Records from a dataset

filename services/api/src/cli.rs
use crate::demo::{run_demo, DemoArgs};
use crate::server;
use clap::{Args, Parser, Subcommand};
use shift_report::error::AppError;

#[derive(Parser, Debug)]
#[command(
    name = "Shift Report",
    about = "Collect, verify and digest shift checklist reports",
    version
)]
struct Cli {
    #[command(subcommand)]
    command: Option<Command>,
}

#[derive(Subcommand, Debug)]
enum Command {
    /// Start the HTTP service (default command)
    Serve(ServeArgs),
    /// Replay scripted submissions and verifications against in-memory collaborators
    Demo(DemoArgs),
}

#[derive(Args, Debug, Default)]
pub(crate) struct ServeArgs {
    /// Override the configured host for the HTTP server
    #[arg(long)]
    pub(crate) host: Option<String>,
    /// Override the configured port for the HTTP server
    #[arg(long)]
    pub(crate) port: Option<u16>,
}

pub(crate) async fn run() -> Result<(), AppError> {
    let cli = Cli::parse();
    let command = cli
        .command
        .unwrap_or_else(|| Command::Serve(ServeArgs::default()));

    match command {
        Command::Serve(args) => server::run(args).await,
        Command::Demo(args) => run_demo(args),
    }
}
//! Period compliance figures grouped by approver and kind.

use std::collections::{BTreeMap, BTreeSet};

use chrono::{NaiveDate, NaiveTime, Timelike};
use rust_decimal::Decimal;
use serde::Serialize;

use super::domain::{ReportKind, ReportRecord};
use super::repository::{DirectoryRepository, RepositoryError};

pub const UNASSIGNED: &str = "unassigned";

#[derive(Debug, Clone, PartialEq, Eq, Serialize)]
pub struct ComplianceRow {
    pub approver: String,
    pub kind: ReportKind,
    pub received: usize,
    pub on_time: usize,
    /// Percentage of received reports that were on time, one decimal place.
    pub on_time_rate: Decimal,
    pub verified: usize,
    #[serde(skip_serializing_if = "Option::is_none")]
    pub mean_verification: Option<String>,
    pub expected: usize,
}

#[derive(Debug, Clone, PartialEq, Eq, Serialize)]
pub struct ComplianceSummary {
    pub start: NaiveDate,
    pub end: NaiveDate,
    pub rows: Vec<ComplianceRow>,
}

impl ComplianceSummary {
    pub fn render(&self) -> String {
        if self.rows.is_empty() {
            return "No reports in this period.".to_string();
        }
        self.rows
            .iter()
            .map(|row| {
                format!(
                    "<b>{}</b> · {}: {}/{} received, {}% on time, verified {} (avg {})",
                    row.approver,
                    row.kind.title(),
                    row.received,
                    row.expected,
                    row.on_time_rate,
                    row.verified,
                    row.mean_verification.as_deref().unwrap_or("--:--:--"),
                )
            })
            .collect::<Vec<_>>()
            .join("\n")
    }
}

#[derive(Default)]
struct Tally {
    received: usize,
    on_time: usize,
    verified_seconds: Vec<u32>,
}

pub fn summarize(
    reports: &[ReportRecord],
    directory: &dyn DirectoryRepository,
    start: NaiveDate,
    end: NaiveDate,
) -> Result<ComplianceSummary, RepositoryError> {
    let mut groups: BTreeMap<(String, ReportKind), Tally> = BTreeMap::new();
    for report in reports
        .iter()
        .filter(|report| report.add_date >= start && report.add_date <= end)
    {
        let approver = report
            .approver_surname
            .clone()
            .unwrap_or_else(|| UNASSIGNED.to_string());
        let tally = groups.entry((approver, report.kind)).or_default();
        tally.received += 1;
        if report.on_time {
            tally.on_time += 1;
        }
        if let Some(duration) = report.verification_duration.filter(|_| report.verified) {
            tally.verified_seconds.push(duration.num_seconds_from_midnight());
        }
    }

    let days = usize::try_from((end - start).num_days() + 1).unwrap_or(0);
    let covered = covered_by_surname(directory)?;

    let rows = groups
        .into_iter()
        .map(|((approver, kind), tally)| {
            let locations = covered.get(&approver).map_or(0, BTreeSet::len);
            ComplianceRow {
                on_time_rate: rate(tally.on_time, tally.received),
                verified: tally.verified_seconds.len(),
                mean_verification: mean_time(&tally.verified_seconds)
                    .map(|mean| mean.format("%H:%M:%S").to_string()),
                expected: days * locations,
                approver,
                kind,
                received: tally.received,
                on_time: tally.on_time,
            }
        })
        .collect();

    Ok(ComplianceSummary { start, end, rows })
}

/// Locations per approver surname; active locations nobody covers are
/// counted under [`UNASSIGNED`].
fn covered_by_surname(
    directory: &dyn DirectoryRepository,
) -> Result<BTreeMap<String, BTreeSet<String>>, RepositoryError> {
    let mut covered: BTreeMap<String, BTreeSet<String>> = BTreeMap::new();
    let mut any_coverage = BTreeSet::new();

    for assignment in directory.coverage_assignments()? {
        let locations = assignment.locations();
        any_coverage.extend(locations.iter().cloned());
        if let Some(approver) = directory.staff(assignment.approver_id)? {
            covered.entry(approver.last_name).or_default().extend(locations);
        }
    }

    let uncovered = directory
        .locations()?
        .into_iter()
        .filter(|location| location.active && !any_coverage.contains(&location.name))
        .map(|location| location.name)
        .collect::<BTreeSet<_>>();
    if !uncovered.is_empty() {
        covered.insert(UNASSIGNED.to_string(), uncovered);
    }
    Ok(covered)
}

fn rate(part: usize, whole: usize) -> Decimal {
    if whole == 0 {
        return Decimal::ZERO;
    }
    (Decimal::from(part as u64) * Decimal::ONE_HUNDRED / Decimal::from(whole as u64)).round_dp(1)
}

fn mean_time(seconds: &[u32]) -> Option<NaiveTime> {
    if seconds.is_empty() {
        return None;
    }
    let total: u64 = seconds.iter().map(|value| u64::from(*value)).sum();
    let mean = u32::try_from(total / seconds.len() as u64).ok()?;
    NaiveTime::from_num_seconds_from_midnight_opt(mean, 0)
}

...

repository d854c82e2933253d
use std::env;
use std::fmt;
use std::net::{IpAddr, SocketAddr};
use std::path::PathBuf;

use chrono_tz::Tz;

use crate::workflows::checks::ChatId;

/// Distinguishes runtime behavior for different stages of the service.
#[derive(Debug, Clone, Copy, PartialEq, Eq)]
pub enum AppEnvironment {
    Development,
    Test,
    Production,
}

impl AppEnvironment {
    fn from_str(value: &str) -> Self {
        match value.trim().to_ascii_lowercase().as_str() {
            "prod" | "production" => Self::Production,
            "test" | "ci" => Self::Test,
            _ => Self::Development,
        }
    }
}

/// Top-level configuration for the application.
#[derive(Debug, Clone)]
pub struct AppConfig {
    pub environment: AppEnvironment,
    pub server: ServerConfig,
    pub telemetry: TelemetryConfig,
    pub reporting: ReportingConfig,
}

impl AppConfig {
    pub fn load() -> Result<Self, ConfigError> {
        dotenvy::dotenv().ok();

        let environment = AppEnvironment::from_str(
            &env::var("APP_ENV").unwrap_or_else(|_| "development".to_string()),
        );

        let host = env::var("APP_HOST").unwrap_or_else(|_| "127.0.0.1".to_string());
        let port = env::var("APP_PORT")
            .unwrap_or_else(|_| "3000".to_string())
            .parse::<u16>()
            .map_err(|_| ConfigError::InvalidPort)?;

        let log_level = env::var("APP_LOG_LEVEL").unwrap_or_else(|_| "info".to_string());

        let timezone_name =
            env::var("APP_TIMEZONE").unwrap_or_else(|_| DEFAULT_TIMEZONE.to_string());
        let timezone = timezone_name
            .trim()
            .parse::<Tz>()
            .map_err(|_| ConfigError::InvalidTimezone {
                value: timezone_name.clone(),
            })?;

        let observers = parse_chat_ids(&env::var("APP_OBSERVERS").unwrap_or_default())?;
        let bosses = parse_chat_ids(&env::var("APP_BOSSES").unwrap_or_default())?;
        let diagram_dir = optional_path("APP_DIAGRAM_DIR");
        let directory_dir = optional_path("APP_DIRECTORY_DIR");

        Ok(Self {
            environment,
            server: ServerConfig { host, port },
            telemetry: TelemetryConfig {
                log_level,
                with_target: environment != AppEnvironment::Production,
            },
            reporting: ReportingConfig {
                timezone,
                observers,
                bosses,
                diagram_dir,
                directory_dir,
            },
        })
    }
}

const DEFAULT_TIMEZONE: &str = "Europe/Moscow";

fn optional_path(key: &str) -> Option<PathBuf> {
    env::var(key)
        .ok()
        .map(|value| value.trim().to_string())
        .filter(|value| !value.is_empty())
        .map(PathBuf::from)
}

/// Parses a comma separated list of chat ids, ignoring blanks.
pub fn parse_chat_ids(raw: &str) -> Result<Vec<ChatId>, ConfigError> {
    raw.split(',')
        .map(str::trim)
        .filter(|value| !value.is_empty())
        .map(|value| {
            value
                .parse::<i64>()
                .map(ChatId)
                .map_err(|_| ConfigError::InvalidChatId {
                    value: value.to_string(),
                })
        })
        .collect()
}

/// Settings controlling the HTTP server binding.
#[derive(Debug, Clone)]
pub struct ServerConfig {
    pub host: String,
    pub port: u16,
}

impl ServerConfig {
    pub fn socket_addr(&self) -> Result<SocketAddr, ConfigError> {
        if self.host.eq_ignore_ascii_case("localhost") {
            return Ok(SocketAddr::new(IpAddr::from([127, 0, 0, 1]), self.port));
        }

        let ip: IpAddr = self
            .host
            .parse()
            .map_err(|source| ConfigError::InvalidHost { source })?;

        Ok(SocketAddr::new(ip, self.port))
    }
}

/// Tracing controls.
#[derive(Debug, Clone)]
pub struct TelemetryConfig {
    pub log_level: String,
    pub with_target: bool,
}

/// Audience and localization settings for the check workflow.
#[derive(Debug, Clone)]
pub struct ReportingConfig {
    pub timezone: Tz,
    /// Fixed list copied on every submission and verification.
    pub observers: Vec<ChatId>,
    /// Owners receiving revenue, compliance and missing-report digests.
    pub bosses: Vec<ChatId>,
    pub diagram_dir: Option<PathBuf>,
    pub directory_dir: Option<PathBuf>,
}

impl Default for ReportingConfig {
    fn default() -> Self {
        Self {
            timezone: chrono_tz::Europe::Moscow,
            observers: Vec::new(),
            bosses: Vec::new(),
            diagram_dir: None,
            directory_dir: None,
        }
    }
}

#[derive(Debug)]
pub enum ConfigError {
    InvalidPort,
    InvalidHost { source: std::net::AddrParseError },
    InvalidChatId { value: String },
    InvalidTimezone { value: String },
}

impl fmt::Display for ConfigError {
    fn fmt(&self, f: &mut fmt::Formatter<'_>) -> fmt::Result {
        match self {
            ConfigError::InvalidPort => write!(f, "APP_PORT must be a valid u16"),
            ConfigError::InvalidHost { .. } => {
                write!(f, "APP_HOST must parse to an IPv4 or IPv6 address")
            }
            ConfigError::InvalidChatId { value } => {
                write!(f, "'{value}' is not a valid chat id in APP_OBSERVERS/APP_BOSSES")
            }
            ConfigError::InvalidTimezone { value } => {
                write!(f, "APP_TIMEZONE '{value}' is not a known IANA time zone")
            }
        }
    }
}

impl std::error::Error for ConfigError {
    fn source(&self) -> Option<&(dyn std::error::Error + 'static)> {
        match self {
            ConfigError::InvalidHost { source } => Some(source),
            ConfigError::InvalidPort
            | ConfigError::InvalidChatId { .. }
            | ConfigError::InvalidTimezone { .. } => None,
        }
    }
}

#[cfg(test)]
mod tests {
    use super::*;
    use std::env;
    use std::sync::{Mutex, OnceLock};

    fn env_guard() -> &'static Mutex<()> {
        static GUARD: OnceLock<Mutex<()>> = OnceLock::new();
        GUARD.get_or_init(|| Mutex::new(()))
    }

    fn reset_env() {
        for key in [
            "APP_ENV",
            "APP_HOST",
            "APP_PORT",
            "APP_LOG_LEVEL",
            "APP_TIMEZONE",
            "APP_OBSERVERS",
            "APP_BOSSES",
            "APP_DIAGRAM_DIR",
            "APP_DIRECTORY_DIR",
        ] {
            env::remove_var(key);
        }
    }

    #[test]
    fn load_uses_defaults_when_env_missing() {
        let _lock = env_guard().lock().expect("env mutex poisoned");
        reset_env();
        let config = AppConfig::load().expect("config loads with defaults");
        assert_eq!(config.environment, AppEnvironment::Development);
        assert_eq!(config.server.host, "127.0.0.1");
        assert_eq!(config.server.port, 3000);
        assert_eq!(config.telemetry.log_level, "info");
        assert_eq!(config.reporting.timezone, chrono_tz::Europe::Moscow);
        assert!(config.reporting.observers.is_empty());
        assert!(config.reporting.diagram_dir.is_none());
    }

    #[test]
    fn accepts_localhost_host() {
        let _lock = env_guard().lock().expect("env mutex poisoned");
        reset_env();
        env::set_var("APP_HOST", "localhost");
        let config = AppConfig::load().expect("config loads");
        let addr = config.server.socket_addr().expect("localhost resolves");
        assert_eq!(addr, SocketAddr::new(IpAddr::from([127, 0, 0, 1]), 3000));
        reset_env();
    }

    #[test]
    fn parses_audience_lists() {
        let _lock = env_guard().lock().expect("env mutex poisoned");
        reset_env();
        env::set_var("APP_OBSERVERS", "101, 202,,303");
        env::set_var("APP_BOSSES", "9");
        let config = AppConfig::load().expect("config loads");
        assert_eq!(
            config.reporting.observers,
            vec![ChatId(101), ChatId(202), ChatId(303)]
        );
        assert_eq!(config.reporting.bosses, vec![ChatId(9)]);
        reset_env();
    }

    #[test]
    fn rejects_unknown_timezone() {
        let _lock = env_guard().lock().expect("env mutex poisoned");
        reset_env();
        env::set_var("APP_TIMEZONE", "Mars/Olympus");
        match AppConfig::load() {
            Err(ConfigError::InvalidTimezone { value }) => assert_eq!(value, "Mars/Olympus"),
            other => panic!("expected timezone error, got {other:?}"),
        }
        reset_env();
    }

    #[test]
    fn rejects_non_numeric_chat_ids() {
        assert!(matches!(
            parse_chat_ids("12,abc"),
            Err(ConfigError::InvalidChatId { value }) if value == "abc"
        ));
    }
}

==

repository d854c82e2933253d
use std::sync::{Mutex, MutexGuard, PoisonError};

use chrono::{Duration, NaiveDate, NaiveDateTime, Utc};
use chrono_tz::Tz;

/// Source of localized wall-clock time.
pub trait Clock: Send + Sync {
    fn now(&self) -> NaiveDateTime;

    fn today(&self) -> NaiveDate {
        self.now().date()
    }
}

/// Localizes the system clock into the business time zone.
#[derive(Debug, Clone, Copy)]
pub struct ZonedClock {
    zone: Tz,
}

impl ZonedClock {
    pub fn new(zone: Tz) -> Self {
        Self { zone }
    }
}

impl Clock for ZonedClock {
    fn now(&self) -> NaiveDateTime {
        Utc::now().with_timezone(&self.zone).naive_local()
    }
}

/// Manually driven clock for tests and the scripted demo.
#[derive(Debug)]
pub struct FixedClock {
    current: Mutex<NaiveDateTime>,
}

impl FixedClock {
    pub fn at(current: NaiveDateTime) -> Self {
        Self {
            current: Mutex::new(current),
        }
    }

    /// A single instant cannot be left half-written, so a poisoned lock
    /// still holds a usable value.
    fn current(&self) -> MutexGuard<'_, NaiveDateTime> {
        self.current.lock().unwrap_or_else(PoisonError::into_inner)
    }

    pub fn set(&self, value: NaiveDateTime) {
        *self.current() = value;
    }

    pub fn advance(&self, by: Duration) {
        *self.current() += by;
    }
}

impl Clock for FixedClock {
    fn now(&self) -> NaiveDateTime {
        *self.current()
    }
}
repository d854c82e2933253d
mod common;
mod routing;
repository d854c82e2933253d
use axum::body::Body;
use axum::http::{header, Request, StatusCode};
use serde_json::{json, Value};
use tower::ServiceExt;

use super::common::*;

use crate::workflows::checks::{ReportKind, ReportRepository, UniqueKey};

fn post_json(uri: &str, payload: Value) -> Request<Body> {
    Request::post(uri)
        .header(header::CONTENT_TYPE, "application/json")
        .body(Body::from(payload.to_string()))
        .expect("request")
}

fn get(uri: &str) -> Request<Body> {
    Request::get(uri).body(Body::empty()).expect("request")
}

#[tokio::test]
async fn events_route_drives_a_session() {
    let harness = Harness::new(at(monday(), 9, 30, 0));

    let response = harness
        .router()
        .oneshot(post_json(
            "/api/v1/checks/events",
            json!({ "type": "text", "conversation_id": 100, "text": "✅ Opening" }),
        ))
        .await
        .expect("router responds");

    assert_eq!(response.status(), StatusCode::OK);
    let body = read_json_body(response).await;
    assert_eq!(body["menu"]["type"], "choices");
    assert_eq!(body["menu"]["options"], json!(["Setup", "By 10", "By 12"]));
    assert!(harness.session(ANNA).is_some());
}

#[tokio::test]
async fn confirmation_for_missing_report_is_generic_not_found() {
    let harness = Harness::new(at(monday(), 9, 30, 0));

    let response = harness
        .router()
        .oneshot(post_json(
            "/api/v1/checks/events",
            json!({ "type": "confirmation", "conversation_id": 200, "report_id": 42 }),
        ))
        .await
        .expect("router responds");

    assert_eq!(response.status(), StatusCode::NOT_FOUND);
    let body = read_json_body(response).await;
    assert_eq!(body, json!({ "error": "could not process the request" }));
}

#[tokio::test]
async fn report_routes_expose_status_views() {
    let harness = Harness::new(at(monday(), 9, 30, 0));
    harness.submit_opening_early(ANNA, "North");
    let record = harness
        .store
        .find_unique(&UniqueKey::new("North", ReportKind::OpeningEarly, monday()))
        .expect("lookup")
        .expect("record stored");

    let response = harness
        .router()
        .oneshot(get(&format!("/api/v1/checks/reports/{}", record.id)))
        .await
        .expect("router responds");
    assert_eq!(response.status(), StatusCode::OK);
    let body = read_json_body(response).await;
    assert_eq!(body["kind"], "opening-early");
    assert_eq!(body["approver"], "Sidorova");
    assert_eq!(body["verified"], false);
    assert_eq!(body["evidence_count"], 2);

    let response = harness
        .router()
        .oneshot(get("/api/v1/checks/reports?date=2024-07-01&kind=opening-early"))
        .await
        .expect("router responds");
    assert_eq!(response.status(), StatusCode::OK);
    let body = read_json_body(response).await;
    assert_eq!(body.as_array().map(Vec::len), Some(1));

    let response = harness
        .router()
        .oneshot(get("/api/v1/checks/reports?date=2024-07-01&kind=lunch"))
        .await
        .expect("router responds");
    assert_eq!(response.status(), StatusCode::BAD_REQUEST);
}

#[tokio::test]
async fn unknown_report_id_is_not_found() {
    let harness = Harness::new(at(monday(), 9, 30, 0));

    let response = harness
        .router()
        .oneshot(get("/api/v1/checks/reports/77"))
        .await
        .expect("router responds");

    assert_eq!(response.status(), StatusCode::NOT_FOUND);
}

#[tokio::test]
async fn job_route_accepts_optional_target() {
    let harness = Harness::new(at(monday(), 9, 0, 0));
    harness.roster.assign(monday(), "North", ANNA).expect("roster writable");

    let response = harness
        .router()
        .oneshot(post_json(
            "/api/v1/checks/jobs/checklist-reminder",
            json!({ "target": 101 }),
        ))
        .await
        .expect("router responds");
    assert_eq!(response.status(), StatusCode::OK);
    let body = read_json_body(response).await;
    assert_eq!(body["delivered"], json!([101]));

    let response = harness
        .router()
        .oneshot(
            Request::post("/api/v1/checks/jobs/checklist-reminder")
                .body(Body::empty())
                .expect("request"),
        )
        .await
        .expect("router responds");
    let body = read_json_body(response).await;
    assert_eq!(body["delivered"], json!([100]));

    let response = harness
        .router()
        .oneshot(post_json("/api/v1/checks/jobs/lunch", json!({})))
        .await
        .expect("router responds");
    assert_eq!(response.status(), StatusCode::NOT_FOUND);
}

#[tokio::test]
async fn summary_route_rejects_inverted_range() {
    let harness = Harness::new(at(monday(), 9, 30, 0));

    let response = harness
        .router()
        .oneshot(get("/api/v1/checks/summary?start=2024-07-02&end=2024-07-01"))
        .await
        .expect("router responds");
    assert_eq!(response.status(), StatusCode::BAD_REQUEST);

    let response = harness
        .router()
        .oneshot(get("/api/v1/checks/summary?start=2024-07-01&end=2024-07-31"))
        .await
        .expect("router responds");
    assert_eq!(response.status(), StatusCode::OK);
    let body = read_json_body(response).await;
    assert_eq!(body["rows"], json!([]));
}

**INSTRUCTIONS FOR THE TASK**
What are the lines, exactly as written above, from the line with "raw.split(',')" to the line with "let ip: IpAddr = self", both included? Output only those.

**WRITTEN RESPONSE**
    raw.split(',')
        .map(str::trim)
        .filter(|value| !value.is_empty())
        .map(|value| {
            value
                .parse::<i64>()
                .map(ChatId)
                .map_err(|_| ConfigError::InvalidChatId {
                    value: value.to_string(),
                })
        })
        .collect()
}

/// Settings controlling the HTTP server binding.
#[derive(Debug, Clone)]
pub struct ServerConfig {
    pub host: String,
    pub port: u16,
}

impl ServerConfig {
    pub fn socket_addr(&self) -> Result<SocketAddr, ConfigError> {
        if self.host.eq_ignore_ascii_case("localhost") {
            return Ok(SocketAddr::new(IpAddr::from([127, 0, 0, 1]), self.port));
        }

        let ip: IpAddr = self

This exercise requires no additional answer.